//! Database schema definitions for the SQLite backend.

/// SQL schema for creating all database tables.
///
/// Each collection is stored as a single JSON array so the relational
/// backend honours exactly the same contract as the JSON file.
pub const SCHEMA: &str = r#"
-- Collections table
CREATE TABLE IF NOT EXISTS collections (
    name TEXT PRIMARY KEY,
    items_json TEXT NOT NULL,
    item_count INTEGER NOT NULL DEFAULT 0,
    updated_at TEXT NOT NULL
);
"#;

/// Schema version tracking table.
pub const SCHEMA_VERSION_TABLE: &str = r#"
CREATE TABLE IF NOT EXISTS schema_version (
    version INTEGER PRIMARY KEY,
    applied_at TEXT NOT NULL
);
"#;

/// Current schema version
pub const CURRENT_VERSION: i32 = 1;
//! Unit test modules.

mod ranking_test;
mod rule_records_test;
mod scoring_engine_test;
//! Dispatch error type.

use thiserror::Error;

use crate::gamification::GamificationError;
use crate::routes::RouteError;
use crate::storage::{ConfigError, StoreError};

/// Errors raised by route cards and route completion.
#[derive(Debug, Error)]
pub enum DispatchError {
    #[error("Cannot {action} a {from} route")]
    InvalidTransition {
        from: &'static str,
        action: &'static str,
    },

    #[error("Invalid star rating: {0} (expected 0-5)")]
    InvalidRating(u8),

    #[error("Route has no stops")]
    NoStops,

    #[error("Arrival is before departure")]
    ArrivalBeforeDeparture,

    #[error("Configuration error: {0}")]
    Config(#[from] ConfigError),

    #[error("Storage error: {0}")]
    Store(#[from] StoreError),

    #[error("Route history error: {0}")]
    Route(#[from] RouteError),

    #[error("Gamification error: {0}")]
    Gamification(#[from] GamificationError),
}
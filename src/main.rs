//! LogiTrack command-line front end.
//!
//! Usage: `logitrack [--data <path>] <command> [args...]`

use std::env;
use std::path::PathBuf;
use std::sync::Arc;

use anyhow::{bail, Context, Result};
use chrono::{Duration, Utc};
use tracing_subscriber::{layer::SubscriberExt, util::SubscriberInitExt, EnvFilter};

use logitrack::dispatch::{RouteCompletion, RouteCompletionService};
use logitrack::gamification::{RankingView, RuleTable, RuleUpdate};
use logitrack::reports;
use logitrack::routes::{ClientStatsAggregator, HistoryFilter, RouteLog};
use logitrack::storage::{self, config, AppConfig, CollectionStore, StorageBackend};

const USAGE: &str = "\
usage: logitrack [--data <path>] <command> [args...]

commands:
  rules                                 list scoring rules
  reset-rules                           restore the default rule set
  toggle <rule-id> <on|off>             enable or disable a rule
  ranking                               messenger leaderboard
  history [messenger-id]                completed stops, newest first
  stats <client-id>                     duration statistics of a client
  export-history <file>                 write route history as CSV
  complete <messenger-id> <vehicle-id> <minutes> <rating> <client-id>...
                                        close a route that just arrived";

fn main() -> Result<()> {
    tracing_subscriber::registry()
        .with(EnvFilter::try_from_default_env().unwrap_or_else(|_| EnvFilter::new("info")))
        .with(tracing_subscriber::fmt::layer().with_writer(std::io::stderr))
        .init();

    let mut args: Vec<String> = env::args().skip(1).collect();
    let data_path = take_option(&mut args, "--data")?;

    if args.is_empty() || args[0] == "help" || args[0] == "--help" {
        println!("{USAGE}");
        return Ok(());
    }

    let mut config = config::load_config().context("failed to load configuration")?;
    if let Some(path) = data_path {
        config.storage.backend = backend_for(&path);
        config.storage.path = Some(path);
    }

    let store = storage::open_store(&config).context("failed to open data store")?;
    run(&args[0], &args[1..], store, &config)
}

/// Remove `--name <value>` from the argument list.
fn take_option(args: &mut Vec<String>, name: &str) -> Result<Option<PathBuf>> {
    let Some(index) = args.iter().position(|a| a == name) else {
        return Ok(None);
    };
    if index + 1 >= args.len() {
        bail!("{name} requires a value");
    }
    let value = args.remove(index + 1);
    args.remove(index);
    Ok(Some(PathBuf::from(value)))
}

fn backend_for(path: &std::path::Path) -> StorageBackend {
    match path.extension().and_then(|e| e.to_str()) {
        Some("db") | Some("sqlite") | Some("sqlite3") => StorageBackend::Sqlite,
        _ => StorageBackend::Json,
    }
}

fn run(command: &str, args: &[String], store: Arc<dyn CollectionStore>, config: &AppConfig) -> Result<()> {
    match (command, args) {
        ("rules", []) => {
            for rule in RuleTable::new(store).get_rules()? {
                println!(
                    "{:<16} {:<24} {:<4} +{:<4} -{:<4} {}",
                    rule.id,
                    rule.kind.to_string(),
                    if rule.enabled { "on" } else { "off" },
                    rule.points_awarded,
                    rule.points_deducted,
                    rule.description
                );
            }
        }
        ("reset-rules", []) => {
            let rules = RuleTable::new(store).reset_rules()?;
            println!("Restored {} default rules", rules.len());
        }
        ("toggle", [rule_id, state]) => {
            let enabled = match state.as_str() {
                "on" => true,
                "off" => false,
                other => bail!("expected on or off, got {other}"),
            };
            let update = RuleUpdate {
                enabled: Some(enabled),
                ..Default::default()
            };
            let rule = RuleTable::new(store).update_rule(rule_id, update)?;
            println!("{} is now {}", rule.id, if rule.enabled { "on" } else { "off" });
        }
        ("ranking", []) => {
            for row in RankingView::new(store).messenger_ranking()? {
                println!("{:>3}. {:<30} {:>7}", row.rank, row.name, row.points);
            }
        }
        ("history", rest) if rest.len() <= 1 => {
            let filter = match rest.first() {
                Some(id) => HistoryFilter::for_messenger(id),
                None => HistoryFilter::default(),
            };
            for record in RouteLog::new(store).route_history(&filter)? {
                println!(
                    "{} {:<24} {:<24} {:>4} min {} stars {:+} pts",
                    record.completed_at.format("%Y-%m-%d %H:%M"),
                    record.messenger_name,
                    record.client_name,
                    record.duration,
                    record.star_rating,
                    record.points_earned
                );
            }
        }
        ("stats", [client_id]) => {
            match ClientStatsAggregator::new(store).client_route_stats(client_id)? {
                Some(stats) => println!(
                    "{}: {} routes, average {:.1} min, fastest {:.1}, slowest {:.1}",
                    stats.client_name,
                    stats.total_routes,
                    stats.average_duration,
                    stats.fastest_duration,
                    stats.slowest_duration
                ),
                None => println!("No routes recorded for client {client_id}"),
            }
        }
        ("export-history", [file]) => {
            let records = RouteLog::new(store).route_history(&HistoryFilter::default())?;
            reports::export_route_history_to_file(&records, std::path::Path::new(file))
                .with_context(|| format!("failed to export history to {file}"))?;
            println!("Exported {} records to {}", records.len(), file);
        }
        ("complete", [messenger_id, vehicle_id, minutes, rating, stops @ ..]) if !stops.is_empty() => {
            let minutes: i64 = minutes
                .parse()
                .with_context(|| format!("invalid minutes: {minutes}"))?;
            let rating: u8 = rating
                .parse()
                .with_context(|| format!("invalid rating: {rating}"))?;

            let arrival = Utc::now();
            let completion = RouteCompletion {
                messenger_id: messenger_id.clone(),
                vehicle_id: vehicle_id.clone(),
                stops: stops.to_vec(),
                departure: arrival - Duration::minutes(minutes),
                arrival,
                star_rating: rating,
                note: String::new(),
                completed_by: env::var("USER").unwrap_or_else(|_| "cli".to_string()),
            };

            let service = RouteCompletionService::new(store, &config.scoring)?;
            let outcome = service.complete_route(&completion)?;
            println!(
                "Recorded {} stops at {} min each ({} stars{}): {:+} points, streak bonus {}",
                outcome.history_ids.len(),
                outcome.per_stop_minutes,
                outcome.effective_rating,
                if outcome.defaulted_rating { ", default" } else { "" },
                outcome.route_points,
                outcome.streak_bonus
            );
        }
        _ => bail!("invalid command: {command}\n\n{USAGE}"),
    }

    Ok(())
}
use regex::Regex;
use thiserror::Error;
use tracing::debug;

#[derive(Debug, Clone, PartialEq, Eq, Error)]
pub enum AnchorError {
    #[error("invalid anchor pattern {pattern:?}: {message}")]
    InvalidPattern { pattern: String, message: String },
    #[error("anchor {pattern:?} matches no line")]
    NotFound { pattern: String },
    #[error("anchor {pattern:?} matches more than one line: {lines:?}")]
    Ambiguous { pattern: String, lines: Vec<usize> },
}

/// A pattern that must identify exactly one line of a document.
#[derive(Debug, Clone)]
pub struct Anchor {
    regex: Regex,
}

impl Anchor {
    pub fn new(pattern: &str) -> Result<Self, AnchorError> {
        let regex = Regex::new(pattern).map_err(|e| AnchorError::InvalidPattern {
            pattern: pattern.to_string(),
            message: e.to_string(),
        })?;
        Ok(Self { regex })
    }

    pub fn pattern(&self) -> &str {
        self.regex.as_str()
    }

    /// Zero-based index of the single matching line.
    ///
    /// Line terminators are stripped before matching so `$` anchors at the
    /// end of the visible text.
    pub fn locate<S: AsRef<str>>(&self, document: &[S]) -> Result<usize, AnchorError> {
        let matches: Vec<usize> = document
            .iter()
            .enumerate()
            .filter(|(_, line)| self.regex.is_match(strip_terminator(line.as_ref())))
            .map(|(index, _)| index)
            .collect();

        match matches.as_slice() {
            [] => Err(AnchorError::NotFound {
                pattern: self.pattern().to_string(),
            }),
            [index] => {
                debug!(pattern = self.pattern(), line = index + 1, "anchor located");
                Ok(*index)
            }
            _ => Err(AnchorError::Ambiguous {
                pattern: self.pattern().to_string(),
                lines: matches.iter().map(|index| index + 1).collect(),
            }),
        }
    }
}

fn strip_terminator(line: &str) -> &str {
    let line = line.strip_suffix('\n').unwrap_or(line);
    line.strip_suffix('\r').unwrap_or(line)
}
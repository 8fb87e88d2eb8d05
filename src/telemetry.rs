//! Structured logging initialisation.

use std::io::{self, IsTerminal};
use std::sync::OnceLock;

use thiserror::Error;
use tracing_subscriber::EnvFilter;
use tracing_subscriber::fmt;

/// Environment variable holding the log filter directive.
pub const LOG_ENV: &str = "REGION_SPLICE_LOG";

const DEFAULT_FILTER: &str = "warn";
const VERBOSE_FILTER: &str = "debug";

static TELEMETRY_GUARD: OnceLock<()> = OnceLock::new();

#[derive(Debug, Error)]
pub enum TelemetryError {
    #[error("invalid log filter: {0}")]
    Filter(String),
    #[error("failed to install log subscriber: {0}")]
    Subscriber(String),
}

/// Installs the global subscriber on first use. Later calls are no-ops.
///
/// `verbose` overrides whatever `REGION_SPLICE_LOG` says.
pub fn initialise(verbose: bool) -> Result<(), TelemetryError> {
    if TELEMETRY_GUARD.get().is_some() {
        return Ok(());
    }
    let directive = filter_directive(verbose, std::env::var(LOG_ENV).ok());
    install_subscriber(&directive)?;
    let _ = TELEMETRY_GUARD.set(());
    Ok(())
}

fn filter_directive(verbose: bool, from_env: Option<String>) -> String {
    if verbose {
        return VERBOSE_FILTER.to_string();
    }
    from_env
        .filter(|value| !value.trim().is_empty())
        .unwrap_or_else(|| DEFAULT_FILTER.to_string())
}

fn install_subscriber(directive: &str) -> Result<(), TelemetryError> {
    let filter =
        EnvFilter::try_new(directive).map_err(|error| TelemetryError::Filter(error.to_string()))?;

    let subscriber = fmt::Subscriber::builder()
        .with_env_filter(filter)
        .with_target(false)
        .with_level(true)
        .with_writer(io::stderr)
        .with_ansi(io::stderr().is_terminal())
        .compact()
        .finish();

    tracing::subscriber::set_global_default(subscriber)
        .map_err(|error| TelemetryError::Subscriber(error.to_string()))
}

What the task asks >> Copy out every line in the listing where the word "RouteLog" appears.

Exercise solution >>
use logitrack::routes::{ClientStatsAggregator, HistoryFilter, RouteLog};
            for record in RouteLog::new(store).route_history(&filter)? {
            let records = RouteLog::new(store).route_history(&HistoryFilter::default())?;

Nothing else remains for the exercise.